* INSTRUCTIONS FOR THE TASK *
Return every line from the records below that has the word "reports".

* DATA FOR ANALYSIS *

┌────────

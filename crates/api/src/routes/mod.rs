pub mod admin;
pub mod config;
pub mod health;
pub mod push;
pub mod reports;
pub mod subscriptions;

use axum::{
    middleware::{from_fn, from_fn_with_state},
    Router,
};

use crate::middleware::{admin::superuser_auth, request_id::request_id};
use crate::state::AppState;

pub fn app(state: AppState) -> Router {
    let admin = admin::router(state.clone()).layer(from_fn_with_state(state.clone(), superuser_auth));

    Router::new()
        .merge(health::router(state.clone()))
        .merge(config::router(state.clone()))
        .merge(push::router(state.clone()))
        .merge(reports::router(state.clone()))
        .merge(subscriptions::router(state))
        .merge(admin)
        .layer(from_fn(request_id))
}
use std::sync::Arc;

use notice_core::clock::Clock;
use notice_core::config::Settings;
use notice_core::credentials::PushCredentials;
use notice_worker::jobs::alert::AlertContext;
use notice_worker::jobs::notify::NotifyContext;
use sqlx::SqlitePool;

use crate::middleware::rate_limit::RateLimiter;

#[derive(Clone)]
pub struct AppState {
    pub db: SqlitePool,
    pub settings: Arc<Settings>,
    pub limiter: Arc<RateLimiter>,
    pub notifier: Arc<NotifyContext>,
    pub alerts: Option<Arc<AlertContext>>,
    pub credentials: Option<Arc<PushCredentials>>,
    pub clock: Arc<dyn Clock>,
}

#[derive(Debug, Clone)]
pub struct RequestId(pub String);
use sha2::{Digest, Sha256};

pub fn hash_token(raw: &str) -> String {
    let mut hasher = Sha256::new();
    hasher.update(raw.as_bytes());
    format!("{:x}", hasher.finalize())
}

/// Check a presented bearer token against the configured SHA-256 digest.
///
/// The digest comparison runs in constant time so response timing does not
/// leak how much of the digest matched.
pub fn verify_token(raw: &str, expected_hash: &str) -> bool {
    let presented = hash_token(raw);
    let expected = expected_hash.trim().to_ascii_lowercase();
    subtle::ConstantTimeEq::ct_eq(presented.as_bytes(), expected.as_bytes()).into()
}

#[cfg(test)]
mod tests {
    use super::*;

    #[test]
    fn test_hash_token_deterministic() {
        let hash1 = hash_token("torch-token");
        let hash2 = hash_token("torch-token");

        assert_eq!(hash1, hash2, "hashing same token should produce same result");
        assert_eq!(hash1.len(), 64, "SHA256 hash should be 64 hex chars");
    }

    #[test]
    fn test_hash_token_different_inputs() {
        assert_ne!(hash_token("token_a"), hash_token("token_b"));
    }

    #[test]
    fn test_verify_token_valid() {
        let expected = hash_token("s3cret");
        assert!(verify_token("s3cret", &expected), "matching token should verify");
    }

    #[test]
    fn test_verify_token_accepts_uppercase_digest() {
        let expected = hash_token("s3cret").to_ascii_uppercase();
        assert!(verify_token("s3cret", &expected));
    }

    #[test]
    fn test_verify_token_wrong_token() {
        let expected = hash_token("s3cret");
        assert!(!verify_token("guess", &expected), "wrong token should fail");
    }

    #[test]
    fn test_verify_token_malformed_digest() {
        assert!(!verify_token("s3cret", ""), "empty digest should fail");
        assert!(!verify_token("s3cret", "not-a-digest"), "malformed digest should fail");
    }
}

└────────

* ANSWER SECTION *
pub mod reports;
        .merge(reports::router(state.clone()))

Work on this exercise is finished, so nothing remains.